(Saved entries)
· · · ·

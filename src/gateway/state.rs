use std::sync::Arc;

use crate::aggregation::OrderAggregator;
use crate::downstream::CartClearer;
use crate::order::OrderService;

/// Gateway shared state, built once at startup
pub struct AppState {
    pub orders: Arc<OrderService>,
    pub details: Arc<OrderAggregator>,
    pub cart: Arc<dyn CartClearer>,
}

impl AppState {
    pub fn new(
        orders: Arc<OrderService>,
        details: Arc<OrderAggregator>,
        cart: Arc<dyn CartClearer>,
    ) -> Self {
        Self {
            orders,
            details,
            cart,
        }
    }
}
use thiserror::Error;

/// Persistence-level failures
#[derive(Error, Debug)]
pub enum StoreError {
    #[error("Record not found")]
    NotFound,

    #[error("Transaction does not belong to this store")]
    ForeignTransaction,

    #[error("Database error: {0}")]
    Database(#[from] sqlx::Error),
}

/// Order operation failures
#[derive(Error, Debug)]
pub enum OrderError {
    #[error("Order not found")]
    OrderNotFound,

    #[error("Invalid order: {0}")]
    InvalidOrder(String),

    #[error("Store error: {0}")]
    Store(#[source] StoreError),
}

impl OrderError {
    pub fn invalid(reason: impl Into<String>) -> Self {
        OrderError::InvalidOrder(reason.into())
    }

    /// Store error for a by-id operation: a missing row is an unknown order
    pub fn from_lookup(err: StoreError) -> Self {
        match err {
            StoreError::NotFound => OrderError::OrderNotFound,
            other => OrderError::Store(other),
        }
    }
}

impl From<StoreError> for OrderError {
    fn from(err: StoreError) -> Self {
        OrderError::Store(err)
    }
}
use std::time::Duration;

use async_trait::async_trait;
use reqwest::StatusCode;
use serde::{Deserialize, Serialize};
use utoipa::ToSchema;

use super::{DownstreamError, ShipmentLookup, trim_base_url};

const SERVICE: &str = "shipping";

/// Shipment as reported by the shipping-status provider
///
/// Ids are the provider's integer keys. Dates are passed through as the
/// provider formats them.
#[derive(Debug, Clone, PartialEq, Serialize, Deserialize, ToSchema)]
pub struct Shipment {
    #[schema(example = 7)]
    pub id: i64,
    #[schema(example = 42)]
    pub order_id: i64,
    pub tracking_number: String,
    #[serde(default, skip_serializing_if = "Option::is_none")]
    pub carrier: Option<String>,
    #[schema(example = "in_transit")]
    pub status: String,
    #[serde(default, skip_serializing_if = "Option::is_none")]
    #[schema(example = "2024-01-05")]
    pub estimated_delivery: Option<String>,
    pub created_at: String,
    pub updated_at: String,
}

/// HTTP client for `GET {base}/orders/{order_id}`
pub struct ShippingClient {
    client: reqwest::Client,
    base_url: String,
}

impl ShippingClient {
    pub fn new(base_url: &str, timeout: Duration) -> Result<Self, DownstreamError> {
        let client = reqwest::Client::builder()
            .timeout(timeout)
            .build()
            .map_err(DownstreamError::Client)?;

        Ok(Self {
            client,
            base_url: trim_base_url(base_url),
        })
    }
}

#[async_trait]
impl ShipmentLookup for ShippingClient {
    async fn get_shipment(&self, order_id: &str) -> Result<Option<Shipment>, DownstreamError> {
        let url = format!("{}/orders/{}", self.base_url, order_id);

        let response = self
            .client
            .get(&url)
            .send()
            .await
            .map_err(|source| DownstreamError::Request {
                service: SERVICE,
                source,
            })?;

        match response.status() {
            StatusCode::OK => {
                let shipment = response
                    .json::<Shipment>()
                    .await
                    .map_err(|source| DownstreamError::Decode {
                        service: SERVICE,
                        source,
                    })?;
                Ok(Some(shipment))
            }
            StatusCode::NOT_FOUND => {
                tracing::debug!(order_id, "No shipment for order");
                Ok(None)
            }
            status => Err(DownstreamError::Status {
                service: SERVICE,
                status: status.as_u16(),
            }),
        }
    }
}

#[cfg(test)]
mod tests {
    use super::*;
    use crate::downstream::spawn_test_server;
    use axum::Router;
    use axum::extract::Path;
    use axum::http::StatusCode as AxumStatus;
    use axum::response::{IntoResponse, Response};
    use axum::routing::get;

    /// Body shape the shipping service emits
    const PROVIDER_BODY: &str = r#"{"id":7,"order_id":1,"tracking_number":"TRK123","carrier":"UPS","status":"in_transit","estimated_delivery":"2024-01-05","created_at":"2024-01-01 10:00:00","updated_at":"2024-01-02 08:30:00"}"#;

    fn json_body(body: &'static str) -> Response {
        ([(axum::http::header::CONTENT_TYPE, "application/json")], body).into_response()
    }

    async fn provider(Path(order_id): Path<String>) -> Response {
        match order_id.as_str() {
            "1" => json_body(PROVIDER_BODY),
            "2" => AxumStatus::NOT_FOUND.into_response(),
            "3" => AxumStatus::INTERNAL_SERVER_ERROR.into_response(),
            "4" => "not json".into_response(),
            "5" => json_body(r#"{"id":8,"order_id":5,"tracking_number":"TRK5","status":"label_created","created_at":"2024-01-01T00:00:00Z","updated_at":"2024-01-01T00:00:00Z"}"#),
            _ => {
                tokio::time::sleep(Duration::from_millis(500)).await;
                json_body(PROVIDER_BODY)
            }
        }
    }

    async fn client(timeout: Duration) -> ShippingClient {
        let router = Router::new().route("/api/v1/shipping/orders/{id}", get(provider));
        let base = spawn_test_server(router).await;
        ShippingClient::new(&format!("{}/api/v1/shipping/", base), timeout).unwrap()
    }

    #[tokio::test]
    async fn test_shipment_found() {
        let client = client(Duration::from_secs(5)).await;
        let shipment = client.get_shipment("1").await.unwrap().unwrap();
        assert_eq!(shipment.id, 7);
        assert_eq!(shipment.order_id, 1);
        assert_eq!(shipment.tracking_number, "TRK123");
        assert_eq!(shipment.carrier.as_deref(), Some("UPS"));
        assert_eq!(shipment.estimated_delivery.as_deref(), Some("2024-01-05"));
        assert_eq!(shipment.created_at, "2024-01-01 10:00:00");
    }

    #[tokio::test]
    async fn test_optional_fields_may_be_absent() {
        let client = client(Duration::from_secs(5)).await;
        let shipment = client.get_shipment("5").await.unwrap().unwrap();
        assert_eq!(shipment.order_id, 5);
        assert!(shipment.carrier.is_none());
        assert!(shipment.estimated_delivery.is_none());
    }


    #[tokio::test]
    async fn test_not_found_is_absent() {
        let client = client(Duration::from_secs(5)).await;
        assert!(client.get_shipment("2").await.unwrap().is_none());
    }

    #[tokio::test]
    async fn test_server_error_is_status_error() {
        let client = client(Duration::from_secs(5)).await;
        assert!(matches!(
            client.get_shipment("3").await,
            Err(DownstreamError::Status { status: 500, .. })
        ));
    }

    #[tokio::test]
    async fn test_bad_body_is_decode_error() {
        let client = client(Duration::from_secs(5)).await;
        assert!(matches!(
            client.get_shipment("4").await,
            Err(DownstreamError::Decode { .. })
        ));
    }

    #[tokio::test]
    async fn test_timeout_is_request_error() {
        let client = client(Duration::from_millis(50)).await;
        assert!(matches!(
            client.get_shipment("slow").await,
            Err(DownstreamError::Request { .. })
        ));
    }

    #[tokio::test]
    async fn test_unreachable_provider_is_request_error() {
        let client = ShippingClient::new("http://127.0.0.1:1", Duration::from_secs(1)).unwrap();
        assert!(matches!(
            client.get_shipment("1").await,
            Err(DownstreamError::Request { .. })
        ));
    }
}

· · · ·

EXERCISE: Nothing but an exact transcription of the records is expected.

SOLVED EXERCISE:
filename src/gateway/state.rs
use std::sync::Arc;

use crate::aggregation::OrderAggregator;
use crate::downstream::CartClearer;
use crate::order::OrderService;

/// Gateway shared state, built once at startup
pub struct AppState {
    pub orders: Arc<OrderService>,
    pub details: Arc<OrderAggregator>,
    pub cart: Arc<dyn CartClearer>,
}

impl AppState {
    pub fn new(
        orders: Arc<OrderService>,
        details: Arc<OrderAggregator>,
        cart: Arc<dyn CartClearer>,
    ) -> Self {
        Self {
            orders,
            details,
            cart,
        }
    }
}
use thiserror::Error;

/// Persistence-level failures
#[derive(Error, Debug)]
pub enum StoreError {
    #[error("Record not found")]
    NotFound,

    #[error("Transaction does not belong to this store")]
    ForeignTransaction,

    #[error("Database error: {0}")]
    Database(#[from] sqlx::Error),
}

/// Order operation failures
#[derive(Error, Debug)]
pub enum OrderError {
    #[error("Order not found")]
    OrderNotFound,

    #[error("Invalid order: {0}")]
    InvalidOrder(String),

    #[error("Store error: {0}")]
    Store(#[source] StoreError),
}

impl OrderError {
    pub fn invalid(reason: impl Into<String>) -> Self {
        OrderError::InvalidOrder(reason.into())
    }

    /// Store error for a by-id operation: a missing row is an unknown order
    pub fn from_lookup(err: StoreError) -> Self {
        match err {
            StoreError::NotFound => OrderError::OrderNotFound,
            other => OrderError::Store(other),
        }
    }
}

impl From<StoreError> for OrderError {
    fn from(err: StoreError) -> Self {
        OrderError::Store(err)
    }
}
use std::time::Duration;

use async_trait::async_trait;
use reqwest::StatusCode;
use serde::{Deserialize, Serialize};
use utoipa::ToSchema;

use super::{DownstreamError, ShipmentLookup, trim_base_url};

const SERVICE: &str = "shipping";

/// Shipment as reported by the shipping-status provider
///
/// Ids are the provider's integer keys. Dates are passed through as the
/// provider formats them.
#[derive(Debug, Clone, PartialEq, Serialize, Deserialize, ToSchema)]
pub struct Shipment {
    #[schema(example = 7)]
    pub id: i64,
    #[schema(example = 42)]
    pub order_id: i64,
    pub tracking_number: String,
    #[serde(default, skip_serializing_if = "Option::is_none")]
    pub carrier: Option<String>,
    #[schema(example = "in_transit")]
    pub status: String,
    #[serde(default, skip_serializing_if = "Option::is_none")]
    #[schema(example = "2024-01-05")]
    pub estimated_delivery: Option<String>,
    pub created_at: String,
    pub updated_at: String,
}

/// HTTP client for `GET {base}/orders/{order_id}`
pub struct ShippingClient {
    client: reqwest::Client,
    base_url: String,
}

impl ShippingClient {
    pub fn new(base_url: &str, timeout: Duration) -> Result<Self, DownstreamError> {
        let client = reqwest::Client::builder()
            .timeout(timeout)
            .build()
            .map_err(DownstreamError::Client)?;

        Ok(Self {
            client,
            base_url: trim_base_url(base_url),
        })
    }
}

#[async_trait]
impl ShipmentLookup for ShippingClient {
    async fn get_shipment(&self, order_id: &str) -> Result<Option<Shipment>, DownstreamError> {
        let url = format!("{}/orders/{}", self.base_url, order_id);

        let response = self
            .client
            .get(&url)
            .send()
            .await
            .map_err(|source| DownstreamError::Request {
                service: SERVICE,
                source,
            })?;

        match response.status() {
            StatusCode::OK => {
                let shipment = response
                    .json::<Shipment>()
                    .await
                    .map_err(|source| DownstreamError::Decode {
                        service: SERVICE,
                        source,
                    })?;
                Ok(Some(shipment))
            }
            StatusCode::NOT_FOUND => {
                tracing::debug!(order_id, "No shipment for order");
                Ok(None)
            }
            status => Err(DownstreamError::Status {
                service: SERVICE,
                status: status.as_u16(),
            }),
        }
    }
}

#[cfg(test)]
mod tests {
    use super::*;
    use crate::downstream::spawn_test_server;
    use axum::Router;
    use axum::extract::Path;
    use axum::http::StatusCode as AxumStatus;
    use axum::response::{IntoResponse, Response};
    use axum::routing::get;

    /// Body shape the shipping service emits
    const PROVIDER_BODY: &str = r#"{"id":7,"order_id":1,"tracking_number":"TRK123","carrier":"UPS","status":"in_transit","estimated_delivery":"2024-01-05","created_at":"2024-01-01 10:00:00","updated_at":"2024-01-02 08:30:00"}"#;

    fn json_body(body: &'static str) -> Response {
        ([(axum::http::header::CONTENT_TYPE, "application/json")], body).into_response()
    }

    async fn provider(Path(order_id): Path<String>) -> Response {
        match order_id.as_str() {
            "1" => json_body(PROVIDER_BODY),
            "2" => AxumStatus::NOT_FOUND.into_response(),
            "3" => AxumStatus::INTERNAL_SERVER_ERROR.into_response(),
            "4" => "not json".into_response(),
            "5" => json_body(r#"{"id":8,"order_id":5,"tracking_number":"TRK5","status":"label_created","created_at":"2024-01-01T00:00:00Z","updated_at":"2024-01-01T00:00:00Z"}"#),
            _ => {
                tokio::time::sleep(Duration::from_millis(500)).await;
                json_body(PROVIDER_BODY)
            }
        }
    }

    async fn client(timeout: Duration) -> ShippingClient {
        let router = Router::new().route("/api/v1/shipping/orders/{id}", get(provider));
        let base = spawn_test_server(router).await;
        ShippingClient::new(&format!("{}/api/v1/shipping/", base), timeout).unwrap()
    }

    #[tokio::test]
    async fn test_shipment_found() {
        let client = client(Duration::from_secs(5)).await;
        let shipment = client.get_shipment("1").await.unwrap().unwrap();
        assert_eq!(shipment.id, 7);
        assert_eq!(shipment.order_id, 1);
        assert_eq!(shipment.tracking_number, "TRK123");
        assert_eq!(shipment.carrier.as_deref(), Some("UPS"));
        assert_eq!(shipment.estimated_delivery.as_deref(), Some("2024-01-05"));
        assert_eq!(shipment.created_at, "2024-01-01 10:00:00");
    }

    #[tokio::test]
    async fn test_optional_fields_may_be_absent() {
        let client = client(Duration::from_secs(5)).await;
        let shipment = client.get_shipment("5").await.unwrap().unwrap();
        assert_eq!(shipment.order_id, 5);
        assert!(shipment.carrier.is_none());
        assert!(shipment.estimated_delivery.is_none());
    }


    #[tokio::test]
    async fn test_not_found_is_absent() {
        let client = client(Duration::from_secs(5)).await;
        assert!(client.get_shipment("2").await.unwrap().is_none());
    }

    #[tokio::test]
    async fn test_server_error_is_status_error() {
        let client = client(Duration::from_secs(5)).await;
        assert!(matches!(
            client.get_shipment("3").await,
            Err(DownstreamError::Status { status: 500, .. })
        ));
    }

    #[tokio::test]
    async fn test_bad_body_is_decode_error() {
        let client = client(Duration::from_secs(5)).await;
        assert!(matches!(
            client.get_shipment("4").await,
            Err(DownstreamError::Decode { .. })
        ));
    }

    #[tokio::test]
    async fn test_timeout_is_request_error() {
        let client = client(Duration::from_millis(50)).await;
        assert!(matches!(
            client.get_shipment("slow").await,
            Err(DownstreamError::Request { .. })
        ));
    }

    #[tokio::test]
    async fn test_unreachable_provider_is_request_error() {
        let client = ShippingClient::new("http://127.0.0.1:1", Duration::from_secs(1)).unwrap();
        assert!(matches!(
            client.get_shipment("1").await,
            Err(DownstreamError::Request { .. })
        ));
    }
}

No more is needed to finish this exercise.